Copy the lines below that contain "ReviewQueue".

Records excerpted from a collection
===============
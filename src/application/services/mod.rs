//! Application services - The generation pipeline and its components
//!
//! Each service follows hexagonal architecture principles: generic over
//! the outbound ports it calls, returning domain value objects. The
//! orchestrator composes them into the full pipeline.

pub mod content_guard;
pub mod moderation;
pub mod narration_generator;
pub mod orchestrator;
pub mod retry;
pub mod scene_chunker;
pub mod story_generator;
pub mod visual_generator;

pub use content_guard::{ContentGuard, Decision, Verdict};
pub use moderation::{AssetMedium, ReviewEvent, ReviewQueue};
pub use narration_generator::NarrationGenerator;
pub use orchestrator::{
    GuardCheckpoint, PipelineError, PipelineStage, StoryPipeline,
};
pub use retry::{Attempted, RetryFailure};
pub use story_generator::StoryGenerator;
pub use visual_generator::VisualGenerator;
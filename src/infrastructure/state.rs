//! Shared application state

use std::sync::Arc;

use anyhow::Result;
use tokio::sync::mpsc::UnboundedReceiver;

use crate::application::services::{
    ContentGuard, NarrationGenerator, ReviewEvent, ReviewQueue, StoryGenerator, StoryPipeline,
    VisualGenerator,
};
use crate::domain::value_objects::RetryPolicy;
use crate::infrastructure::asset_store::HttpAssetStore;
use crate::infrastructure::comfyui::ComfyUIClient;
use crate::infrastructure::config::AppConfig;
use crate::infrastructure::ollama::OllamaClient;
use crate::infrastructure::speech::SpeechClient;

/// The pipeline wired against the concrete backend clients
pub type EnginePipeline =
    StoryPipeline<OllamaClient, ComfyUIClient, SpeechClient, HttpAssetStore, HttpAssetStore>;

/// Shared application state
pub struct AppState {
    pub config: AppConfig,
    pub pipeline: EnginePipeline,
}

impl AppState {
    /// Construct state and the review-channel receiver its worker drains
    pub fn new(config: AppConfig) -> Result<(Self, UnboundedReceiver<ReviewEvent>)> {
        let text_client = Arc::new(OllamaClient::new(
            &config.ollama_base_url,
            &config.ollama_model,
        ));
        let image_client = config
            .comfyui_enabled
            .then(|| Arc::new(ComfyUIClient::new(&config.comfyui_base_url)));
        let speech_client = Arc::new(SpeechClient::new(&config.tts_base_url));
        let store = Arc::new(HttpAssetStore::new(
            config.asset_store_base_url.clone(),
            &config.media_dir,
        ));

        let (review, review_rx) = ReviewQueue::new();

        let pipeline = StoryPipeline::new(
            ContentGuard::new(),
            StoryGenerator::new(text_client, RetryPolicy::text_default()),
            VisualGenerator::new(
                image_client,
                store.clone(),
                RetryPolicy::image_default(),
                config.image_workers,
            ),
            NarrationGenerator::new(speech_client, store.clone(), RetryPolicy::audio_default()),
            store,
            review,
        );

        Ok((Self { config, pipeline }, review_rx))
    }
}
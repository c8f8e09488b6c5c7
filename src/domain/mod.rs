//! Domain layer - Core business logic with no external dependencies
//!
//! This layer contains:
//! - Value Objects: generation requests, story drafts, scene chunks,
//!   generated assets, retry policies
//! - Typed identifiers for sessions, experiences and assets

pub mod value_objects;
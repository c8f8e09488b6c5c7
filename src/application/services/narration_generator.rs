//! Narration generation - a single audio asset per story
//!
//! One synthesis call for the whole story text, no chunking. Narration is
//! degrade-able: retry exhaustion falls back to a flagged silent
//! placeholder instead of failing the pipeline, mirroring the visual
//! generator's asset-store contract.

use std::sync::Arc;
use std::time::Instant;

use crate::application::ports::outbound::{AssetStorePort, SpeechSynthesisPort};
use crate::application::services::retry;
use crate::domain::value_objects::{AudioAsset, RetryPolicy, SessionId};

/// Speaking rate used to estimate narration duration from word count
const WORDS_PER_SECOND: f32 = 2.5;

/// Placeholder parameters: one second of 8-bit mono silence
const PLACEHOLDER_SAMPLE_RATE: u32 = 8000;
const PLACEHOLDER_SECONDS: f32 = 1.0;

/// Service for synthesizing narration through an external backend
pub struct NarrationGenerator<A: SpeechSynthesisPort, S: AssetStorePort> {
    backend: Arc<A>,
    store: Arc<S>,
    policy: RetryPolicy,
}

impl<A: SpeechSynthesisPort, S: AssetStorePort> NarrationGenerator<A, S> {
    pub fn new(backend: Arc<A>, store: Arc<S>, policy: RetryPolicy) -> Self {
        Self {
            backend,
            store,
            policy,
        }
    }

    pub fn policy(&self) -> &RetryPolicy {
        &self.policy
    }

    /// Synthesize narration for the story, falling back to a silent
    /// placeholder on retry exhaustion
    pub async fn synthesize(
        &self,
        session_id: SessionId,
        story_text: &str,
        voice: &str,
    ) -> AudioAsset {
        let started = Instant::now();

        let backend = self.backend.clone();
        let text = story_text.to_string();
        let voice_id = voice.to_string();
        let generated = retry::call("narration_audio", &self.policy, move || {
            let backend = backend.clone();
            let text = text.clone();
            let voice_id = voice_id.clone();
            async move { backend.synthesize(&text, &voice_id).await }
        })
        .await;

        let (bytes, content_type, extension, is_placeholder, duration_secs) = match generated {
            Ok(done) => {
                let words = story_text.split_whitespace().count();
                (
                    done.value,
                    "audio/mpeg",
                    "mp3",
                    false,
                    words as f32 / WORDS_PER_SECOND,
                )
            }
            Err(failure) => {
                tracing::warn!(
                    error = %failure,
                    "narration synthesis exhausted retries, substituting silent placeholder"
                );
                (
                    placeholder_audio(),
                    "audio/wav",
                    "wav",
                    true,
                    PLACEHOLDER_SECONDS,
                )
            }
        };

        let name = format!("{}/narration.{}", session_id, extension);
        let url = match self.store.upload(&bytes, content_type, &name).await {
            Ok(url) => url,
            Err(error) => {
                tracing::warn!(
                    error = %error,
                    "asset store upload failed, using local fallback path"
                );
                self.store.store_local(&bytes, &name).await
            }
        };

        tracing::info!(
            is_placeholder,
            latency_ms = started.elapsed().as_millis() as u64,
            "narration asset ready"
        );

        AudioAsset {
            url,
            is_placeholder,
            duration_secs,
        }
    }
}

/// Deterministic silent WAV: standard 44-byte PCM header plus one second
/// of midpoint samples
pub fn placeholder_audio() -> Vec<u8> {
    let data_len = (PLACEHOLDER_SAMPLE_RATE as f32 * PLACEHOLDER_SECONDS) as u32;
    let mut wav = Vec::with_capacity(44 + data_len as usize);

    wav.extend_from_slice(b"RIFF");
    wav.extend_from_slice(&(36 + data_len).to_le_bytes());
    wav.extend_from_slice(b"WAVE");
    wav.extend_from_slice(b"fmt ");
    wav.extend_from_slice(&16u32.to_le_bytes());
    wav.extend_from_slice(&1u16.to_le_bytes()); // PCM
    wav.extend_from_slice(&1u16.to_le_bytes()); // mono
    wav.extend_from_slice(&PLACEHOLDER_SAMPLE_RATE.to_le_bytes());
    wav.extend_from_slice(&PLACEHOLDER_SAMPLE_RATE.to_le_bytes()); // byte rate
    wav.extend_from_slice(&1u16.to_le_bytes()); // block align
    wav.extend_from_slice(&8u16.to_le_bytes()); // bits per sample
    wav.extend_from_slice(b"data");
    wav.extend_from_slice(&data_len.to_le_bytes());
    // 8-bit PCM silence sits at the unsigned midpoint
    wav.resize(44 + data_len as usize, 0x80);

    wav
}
===============
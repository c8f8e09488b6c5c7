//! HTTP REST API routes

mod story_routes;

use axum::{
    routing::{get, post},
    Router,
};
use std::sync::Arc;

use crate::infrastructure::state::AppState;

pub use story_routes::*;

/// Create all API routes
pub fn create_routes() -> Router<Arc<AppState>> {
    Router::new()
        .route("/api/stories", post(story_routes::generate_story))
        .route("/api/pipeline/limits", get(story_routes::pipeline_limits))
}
===============
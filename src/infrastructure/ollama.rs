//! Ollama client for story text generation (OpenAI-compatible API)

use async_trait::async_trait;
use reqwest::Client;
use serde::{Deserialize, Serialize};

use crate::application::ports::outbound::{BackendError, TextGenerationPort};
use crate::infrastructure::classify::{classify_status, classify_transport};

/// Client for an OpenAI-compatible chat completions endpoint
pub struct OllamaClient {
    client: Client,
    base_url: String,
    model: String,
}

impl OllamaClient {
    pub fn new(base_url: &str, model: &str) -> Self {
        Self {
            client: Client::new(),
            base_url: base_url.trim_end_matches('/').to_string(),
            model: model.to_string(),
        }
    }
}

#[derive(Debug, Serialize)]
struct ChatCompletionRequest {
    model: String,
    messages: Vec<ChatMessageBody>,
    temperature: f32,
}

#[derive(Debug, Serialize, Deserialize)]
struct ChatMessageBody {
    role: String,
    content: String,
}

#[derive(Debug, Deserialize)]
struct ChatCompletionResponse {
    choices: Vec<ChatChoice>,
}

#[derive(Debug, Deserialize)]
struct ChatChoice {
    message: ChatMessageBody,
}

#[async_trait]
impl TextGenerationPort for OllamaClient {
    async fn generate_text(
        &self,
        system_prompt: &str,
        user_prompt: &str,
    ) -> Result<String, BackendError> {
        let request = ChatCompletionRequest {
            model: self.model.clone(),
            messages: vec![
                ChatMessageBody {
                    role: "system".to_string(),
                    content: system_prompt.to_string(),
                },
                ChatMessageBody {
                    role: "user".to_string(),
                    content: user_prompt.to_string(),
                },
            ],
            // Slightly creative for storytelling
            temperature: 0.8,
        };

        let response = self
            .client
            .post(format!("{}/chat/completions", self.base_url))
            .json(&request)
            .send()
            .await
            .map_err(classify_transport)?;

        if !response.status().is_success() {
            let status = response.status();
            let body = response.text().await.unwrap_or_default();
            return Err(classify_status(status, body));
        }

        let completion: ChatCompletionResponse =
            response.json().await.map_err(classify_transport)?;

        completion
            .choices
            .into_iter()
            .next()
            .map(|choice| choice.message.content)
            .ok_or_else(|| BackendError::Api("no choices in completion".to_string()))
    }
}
===============
■ Output of the exercise ■
pub use moderation::{AssetMedium, ReviewEvent, ReviewQueue};
    ContentGuard, NarrationGenerator, ReviewEvent, ReviewQueue, StoryGenerator, StoryPipeline,
        let (review, review_rx) = ReviewQueue::new();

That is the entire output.